Друг не помог — ибо нет ни волшебных слов, ни заветных чар. И потому недотыкомка по-прежнему «вьется и вертится», только уже не вокруг самого Федора Сологуба: теперь она терзает его героя — центральный образ его последнего романа «Мелкий бес», — учителя Передонова.
Это удивительная по отчетливости и выразительности фигура. Едва ли во всей всемирной литературе есть создание более нелепое, более уродливое и отвратительное, более недействительное при всей своей обыденности, чем этот Передонов, гимназический учитель среднего русского провинциального города. При всех бесконечных возможностях, которыми богато бесцельное творчество жизни, при всех чудовищных гнусностях, которые способен раскрыть нам в бытии каждый день, все-таки нет на свете, на наш взгляд, ни такого города, ни таких переполняющих его монстров. Но «наш взгляд» — никому не закон. «Наш взгляд» — это тот «здравый смысл», который легче самой беспочвенной ерунды заводит нас в яму, это тот «пошлый опыт, ум глупцов», от подчинения которому упорно предостерегают нас все наши учителя-поэты, начиная с положительного Некрасова.

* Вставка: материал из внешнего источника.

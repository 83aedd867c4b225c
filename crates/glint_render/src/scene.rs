//! The assembled scene a render reads from.

use glint_core::{Light, Material, MaterialId, MaterialLibrary};
use glint_math::{Interval, Ray, Vec3};

use crate::container::Container;
use crate::intersection::Intersection;

/// Everything the integrator needs, fixed for the duration of a render.
pub struct Scene {
    pub container: Container,
    pub lights: Vec<Light>,
    pub materials: MaterialLibrary,

    /// Ambient light applied uniformly to every surface
    pub ambient: Vec3,

    /// Color returned by rays that leave the scene
    pub background: Vec3,

    /// Hard cap on recursion for reflection and refraction
    pub max_ray_depth: u32,

    /// Shadow rays cast per light per shading point
    pub shadow_rays: u32,
}

impl Scene {
    /// Find the nearest intersection inside the window, if any.
    pub fn intersect(&self, ray: &Ray, window: Interval) -> Option<Intersection> {
        self.container.intersect(ray, window)
    }

    /// Test whether anything blocks the ray inside the window.
    pub fn is_occluded(&self, ray: &Ray, window: Interval) -> bool {
        self.container.intersect(ray, window).is_some()
    }

    pub fn material(&self, id: MaterialId) -> &Material {
        self.materials.get(id)
    }
}
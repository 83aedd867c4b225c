//! Minimal Wavefront OBJ mesh loading.
//!
//! Reads `v` and `f` records into a [`Mesh`]; normals, texture
//! coordinates, groups, and material references are skipped, since the
//! renderer derives normals from winding and maps materials per object
//! in the scene description.

use std::fs::File;
use std::io::{BufRead, BufReader};
use std::path::Path;

use glint_math::Vec3;
use thiserror::Error;

use crate::mesh::Mesh;

/// Errors that can occur while reading an OBJ file.
#[derive(Error, Debug)]
pub enum ObjError {
    #[error("IO error: {0}")]
    Io(#[from] std::io::Error),

    #[error("Line {line}: failed to parse vertex: {text}")]
    Vertex { line: usize, text: String },

    #[error("Line {line}: failed to parse face: {text}")]
    Face { line: usize, text: String },

    #[error("Line {line}: vertex index {index} out of range (have {count} vertices)")]
    IndexOutOfRange {
        line: usize,
        index: i64,
        count: usize,
    },

    #[error("OBJ file contains no faces")]
    Empty,
}

/// Load a triangle mesh from an OBJ file.
///
/// Faces with more than three vertices are fan-triangulated. Indices
/// may be 1-based or negative (relative to the end of the vertex list),
/// per the OBJ convention.
pub fn load_obj(path: impl AsRef<Path>) -> Result<Mesh, ObjError> {
    let path = path.as_ref();
    let file = File::open(path)?;

    let mut positions: Vec<Vec3> = Vec::new();
    let mut indices: Vec<u32> = Vec::new();

    for (number, line) in BufReader::new(file).lines().enumerate() {
        let line = line?;
        let line = line.trim();
        let number = number + 1;

        if line.is_empty() || line.starts_with('#') {
            continue;
        }

        let mut fields = line.split_whitespace();
        match fields.next() {
            Some("v") => {
                positions.push(parse_vertex(fields, number, line)?);
            }
            Some("f") => {
                parse_face(fields, number, line, positions.len(), &mut indices)?;
            }
            // Normals/UVs are recomputed or unused; grouping records are
            // informational only.
            Some("vn") | Some("vt") | Some("vp") | Some("g") | Some("o") | Some("s")
            | Some("usemtl") | Some("mtllib") => {
                log::trace!("obj: skipping record: {}", line);
            }
            _ => {
                log::warn!("obj: unknown record on line {}: {}", number, line);
            }
        }
    }

    if indices.is_empty() {
        return Err(ObjError::Empty);
    }

    log::debug!(
        "Loaded mesh: {} ({} vertices, {} triangles)",
        path.display(),
        positions.len(),
        indices.len() / 3
    );

    Ok(Mesh::new(positions, indices))
}

fn parse_vertex<'a>(
    mut fields: impl Iterator<Item = &'a str>,
    line: usize,
    text: &str,
) -> Result<Vec3, ObjError> {
    let mut next = || -> Result<f32, ObjError> {
        fields
            .next()
            .and_then(|f| f.parse().ok())
            .ok_or_else(|| ObjError::Vertex {
                line,
                text: text.to_string(),
            })
    };
    Ok(Vec3::new(next()?, next()?, next()?))
}

fn parse_face<'a>(
    fields: impl Iterator<Item = &'a str>,
    line: usize,
    text: &str,
    vertex_count: usize,
    indices: &mut Vec<u32>,
) -> Result<(), ObjError> {
    let mut face: Vec<u32> = Vec::with_capacity(4);

    for field in fields {
        // Fields look like "i", "i/t", "i//n", or "i/t/n"; only the
        // position index matters here.
        let position = field.split('/').next().unwrap_or("");
        let raw: i64 = position.parse().map_err(|_| ObjError::Face {
            line,
            text: text.to_string(),
        })?;

        let resolved = if raw > 0 {
            raw - 1
        } else if raw < 0 {
            vertex_count as i64 + raw
        } else {
            return Err(ObjError::Face {
                line,
                text: text.to_string(),
            });
        };

        if resolved < 0 || resolved >= vertex_count as i64 {
            return Err(ObjError::IndexOutOfRange {
                line,
                index: raw,
                count: vertex_count,
            });
        }
        face.push(resolved as u32);
    }

    if face.len() < 3 {
        return Err(ObjError::Face {
            line,
            text: text.to_string(),
        });
    }

    // Fan triangulation around the first vertex
    for i in 1..face.len() - 1 {
        indices.extend_from_slice(&[face[0], face[i], face[i + 1]]);
    }

    Ok(())
}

Федор Сологуб в их числе. Давно с необычайной осязаемостью он рассказал, как неотступною тенью идет за ним повсюду «одноглазое, дикое Лихо». Для других это метафора, для него это мифология: не иносказание, а признание, не поэзия народной чертовщины, а мировоззрение. Нам кажется, что это он населил свой мир призраками, что он создал их для себя; а для него они более живы, более ощутимы и более действительны, чем мы с вами. Он верит в недотыкомку, верит в Передонова, которого пугает и терзает недотыкомка. Собственно, «верит» — неподходящее слово. Можно ли сказать, что мы верим в существование окружающего нас мира. Нет, — мы просто живем, принимая его существование. Так и для Сологуба — все равно, «существует» или «не существует» Передонов: Передонов — это символ, которым он познает мир, это элемент его мировоззрения.

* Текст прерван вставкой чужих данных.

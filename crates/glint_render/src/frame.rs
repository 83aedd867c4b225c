//! Render output buffers.

use std::path::Path;

use glint_math::Vec3;
use image::{GrayImage, ImageResult, RgbImage};

/// Color and depth buffers for one render.
///
/// Depth is stored normalized to [0, 1] between the camera's near and
/// far planes; pixels nothing was hit for stay at 1.0.
pub struct Frame {
    pub width: u32,
    pub height: u32,
    color: Vec<Vec3>,
    depth: Vec<f32>,
}

impl Frame {
    /// Create a frame filled with black color and far-plane depth.
    pub fn new(width: u32, height: u32) -> Self {
        Self {
            width,
            height,
            color: vec![Vec3::ZERO; (width * height) as usize],
            depth: vec![1.0; (width * height) as usize],
        }
    }

    #[inline]
    fn index(&self, x: u32, y: u32) -> usize {
        (y * self.width + x) as usize
    }

    pub fn color_at(&self, x: u32, y: u32) -> Vec3 {
        self.color[self.index(x, y)]
    }

    pub fn depth_at(&self, x: u32, y: u32) -> f32 {
        self.depth[self.index(x, y)]
    }

    pub fn set_color(&mut self, x: u32, y: u32, color: Vec3) {
        let i = self.index(x, y);
        self.color[i] = color;
    }

    pub fn set_depth(&mut self, x: u32, y: u32, depth: f32) {
        let i = self.index(x, y);
        self.depth[i] = depth;
    }

    /// Save the color buffer as an 8-bit RGB PNG.
    pub fn save_color(&self, path: impl AsRef<Path>) -> ImageResult<()> {
        let mut img = RgbImage::new(self.width, self.height);
        for (x, y, pixel) in img.enumerate_pixels_mut() {
            let c = self.color_at(x, y);
            *pixel = image::Rgb([to_byte(c.x), to_byte(c.y), to_byte(c.z)]);
        }
        img.save(path.as_ref())?;
        log::info!("Wrote color image: {}", path.as_ref().display());
        Ok(())
    }

    /// Save the depth buffer as a grayscale PNG (near = black).
    pub fn save_depth(&self, path: impl AsRef<Path>) -> ImageResult<()> {
        let mut img = GrayImage::new(self.width, self.height);
        for (x, y, pixel) in img.enumerate_pixels_mut() {
            *pixel = image::Luma([to_byte(self.depth_at(x, y))]);
        }
        img.save(path.as_ref())?;
        log::info!("Wrote depth image: {}", path.as_ref().display());
        Ok(())
    }
}

/// Clamp to [0, 1] and quantize to 8 bits.
#[inline]
fn to_byte(value: f32) -> u8 {
    (value.clamp(0.0, 1.0) * 255.0).round() as u8
}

Совершенно невозможно в короткой характеристике изобразить всю силу пошлости, составляющей основной тон натуры Передонова. Есть что-то большое в этой необъятной и всеобъемлющей мелкости, что-то сатанинское в мерзости ничтожества. Его угрюмое самодовольство, его беззаветный эгоизм, его трусливая подлость, его подозрительная запуганность, его неотступное и вместе дряблое сладострастие, его суеверие и его цинизм с самого начала складываются в живой образ, который чем дальше, тем больше поражает удивительным сочетанием ошеломляющей невозможности и художественной убедительности. Возможно, что Передонова нет; но если его нет, то его надо выдумать. И Сологуб его выдумал — или списал с натуры: с себя или с нас всех. Ибо, если бы в каждом из нас не сидел Передонов в такой же степени, как сидит в нас Фауст, Прометей или Хлестаков, то их не стоило бы изображать.

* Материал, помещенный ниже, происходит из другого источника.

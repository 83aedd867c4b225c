//! Camera for primary ray generation.

use glint_math::{Ray, Vec3};
use rand::Rng;
use rand::RngCore;

/// Pinhole camera with a jittered pixel grid.
///
/// Built with the `with_*` methods, then `initialize()` caches the
/// basis and viewport vectors before any rays are generated.
#[derive(Clone)]
pub struct Camera {
    // Image settings
    pub image_width: u32,
    pub image_height: u32,

    // Camera positioning
    look_from: Vec3,
    look_at: Vec3,
    vup: Vec3,

    // Lens settings
    fovy: f32, // Vertical field of view in degrees
    z_near: f32,
    z_far: f32,

    /// Sample jitter radius in pixels; 0.5 covers the whole pixel,
    /// 0 pins every sample to the center.
    jitter_radius: f32,

    // Cached computed values (set by initialize())
    center: Vec3,
    pixel00_loc: Vec3,
    pixel_delta_u: Vec3,
    pixel_delta_v: Vec3,
    u: Vec3,
    v: Vec3,
    w: Vec3,
}

impl Camera {
    /// Create a new camera with default settings.
    pub fn new() -> Self {
        Self {
            image_width: 640,
            image_height: 480,
            look_from: Vec3::ZERO,
            look_at: Vec3::NEG_Z,
            vup: Vec3::Y,
            fovy: 60.0,
            z_near: 0.1,
            z_far: 100.0,
            jitter_radius: 0.5,
            center: Vec3::ZERO,
            pixel00_loc: Vec3::ZERO,
            pixel_delta_u: Vec3::ZERO,
            pixel_delta_v: Vec3::ZERO,
            u: Vec3::X,
            v: Vec3::Y,
            w: Vec3::Z,
        }
    }

    /// Set image resolution.
    pub fn with_resolution(mut self, width: u32, height: u32) -> Self {
        self.image_width = width;
        self.image_height = height;
        self
    }

    /// Set camera position.
    pub fn with_position(mut self, look_from: Vec3, look_at: Vec3, vup: Vec3) -> Self {
        self.look_from = look_from;
        self.look_at = look_at;
        self.vup = vup;
        self
    }

    /// Set lens settings.
    pub fn with_lens(mut self, fovy: f32, z_near: f32, z_far: f32) -> Self {
        self.fovy = fovy;
        self.z_near = z_near;
        self.z_far = z_far;
        self
    }

    /// Set the anti-aliasing jitter radius in pixels.
    pub fn with_jitter(mut self, radius: f32) -> Self {
        self.jitter_radius = radius;
        self
    }

    /// Initialize the camera (must be called before generating rays).
    pub fn initialize(&mut self) {
        self.center = self.look_from;

        // Viewport sits on the near plane
        let theta = self.fovy.to_radians();
        let h = (theta / 2.0).tan();
        let viewport_height = 2.0 * h * self.z_near;
        let viewport_width = viewport_height * (self.image_width as f32 / self.image_height as f32);

        // Camera basis vectors
        self.w = (self.look_from - self.look_at).normalize();
        self.u = self.vup.cross(self.w).normalize();
        self.v = self.w.cross(self.u);

        // Viewport spans, top-left origin
        let viewport_u = viewport_width * self.u;
        let viewport_v = -viewport_height * self.v;

        self.pixel_delta_u = viewport_u / self.image_width as f32;
        self.pixel_delta_v = viewport_v / self.image_height as f32;

        let viewport_upper_left =
            self.center - self.z_near * self.w - viewport_u / 2.0 - viewport_v / 2.0;

        self.pixel00_loc = viewport_upper_left + 0.5 * (self.pixel_delta_u + self.pixel_delta_v);
    }

    /// Generate a jittered ray through pixel (x, y).
    pub fn get_ray(&self, x: u32, y: u32, rng: &mut dyn RngCore) -> Ray {
        let jitter_x = (rng.gen::<f32>() - 0.5) * 2.0 * self.jitter_radius;
        let jitter_y = (rng.gen::<f32>() - 0.5) * 2.0 * self.jitter_radius;

        let pixel_sample = self.pixel00_loc
            + ((x as f32) + jitter_x) * self.pixel_delta_u
            + ((y as f32) + jitter_y) * self.pixel_delta_v;

        Ray::new(self.center, pixel_sample - self.center)
    }

    /// Generate the unjittered ray through the center of pixel (x, y).
    pub fn center_ray(&self, x: u32, y: u32) -> Ray {
        let pixel = self.pixel00_loc
            + (x as f32) * self.pixel_delta_u
            + (y as f32) * self.pixel_delta_v;
        Ray::new(self.center, pixel - self.center)
    }

    /// Map a world-space distance from the camera into [0, 1] between
    /// the near and far planes.
    pub fn normalize_depth(&self, distance: f32) -> f32 {
        ((distance - self.z_near) / (self.z_far - self.z_near)).clamp(0.0, 1.0)
    }
}

impl Default for Camera {
    fn default() -> Self {
        Self::new()
    }
}

#[cfg(test)]
mod tests {
    use super::*;
    use rand::rngs::StdRng;
    use rand::SeedableRng;

    #[test]
    fn test_camera_initialize() {
        let mut camera = Camera::new()
            .with_resolution(800, 600)
            .with_position(Vec3::ZERO, Vec3::NEG_Z, Vec3::Y)
            .with_lens(90.0, 0.1, 100.0);

        camera.initialize();

        assert_eq!(camera.center, Vec3::ZERO);
        assert!((camera.w - Vec3::Z).length() < 0.001);
        assert!((camera.u - Vec3::X).length() < 0.001);
    }

    #[test]
    fn test_center_ray_points_at_look_at() {
        let mut camera = Camera::new()
            .with_resolution(101, 101)
            .with_position(Vec3::new(0.0, 0.0, 5.0), Vec3::ZERO, Vec3::Y)
            .with_lens(60.0, 0.1, 100.0);
        camera.initialize();

        let ray = camera.center_ray(50, 50);
        let direction = ray.direction.normalize();

        assert!((direction - Vec3::NEG_Z).length() < 0.001);
    }

    #[test]
    fn test_zero_jitter_is_deterministic() {
        let mut camera = Camera::new()
            .with_resolution(100, 100)
            .with_jitter(0.0);
        camera.initialize();

        let mut rng = StdRng::seed_from_u64(3);
        let a = camera.get_ray(10, 20, &mut rng);
        let b = camera.get_ray(10, 20, &mut rng);

        assert_eq!(a.direction, b.direction);
        assert_eq!(a.direction, camera.center_ray(10, 20).direction);
    }

    #[test]
    fn test_jittered_rays_stay_within_the_pixel() {
        let mut camera = Camera::new().with_resolution(100, 100).with_jitter(0.5);
        camera.initialize();

        let center = camera.center_ray(50, 50);
        let left = camera.center_ray(49, 50);
        let pixel_span = (center.direction - left.direction).length();

        let mut rng = StdRng::seed_from_u64(9);
        for _ in 0..100 {
            let ray = camera.get_ray(50, 50, &mut rng);
            let offset = (ray.direction - center.direction).length();
            assert!(offset <= pixel_span);
        }
    }

    #[test]
    fn test_normalize_depth() {
        let camera = Camera::new().with_lens(60.0, 1.0, 11.0);

        assert_eq!(camera.normalize_depth(1.0), 0.0);
        assert_eq!(camera.normalize_depth(6.0), 0.5);
        assert_eq!(camera.normalize_depth(11.0), 1.0);
        // Clamped outside the planes
        assert_eq!(camera.normalize_depth(0.0), 0.0);
        assert_eq!(camera.normalize_depth(50.0), 1.0);
    }
}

Роман дает последовательную картину роста безумия в Передонове. Поначалу он только бесконечно пошл и злобен: это основной фон его натуры. «Медленны и тупы его восприятия». Он равнодушно плюнет в лицо своей сожительнице, он пачкает и рвет в своей квартире обои назло хозяйке, он украдет у своей кухарки фунт изюма, съест его втихомолку и обвинит кухарку в краже. Он прожорлив, похотлив, бессмысленно и беспредельно подл в делании карьеры; но его трагедия есть трагедия исступленного эгоизма: по существу, ничто его не занимает, ничто ему не нужно. Каждое его движение, каждое помышление, с отвратительной реальностью изображенные в романе, подтверждают его общую характеристику: «Его чувства были тупы, и сознание его было растлевающим и умертвляющим аппаратом. Все доходящее до его сознания претворялось в мерзость и грязь. В предметах ему бросались в глаза неисправности и радовали его... Он смеялся от радости, когда при нем что-нибудь пачкали. Чисто вымытых гимназистов он презирал и преследовал. Он называл их ласкомойками. Неряхи были для него понятнее. У него не было любимых предметов, как не было любимых людей, — и потому природа могла только в одну сторону действовать на его чувства, только угнетать их. Так же и встречи с людьми. Особенно с чужими и незнакомыми, которым нельзя сказать грубость. Быть счастливым для него значило ничего не делать и, замкнувшись от мира, ублажать свою утробу».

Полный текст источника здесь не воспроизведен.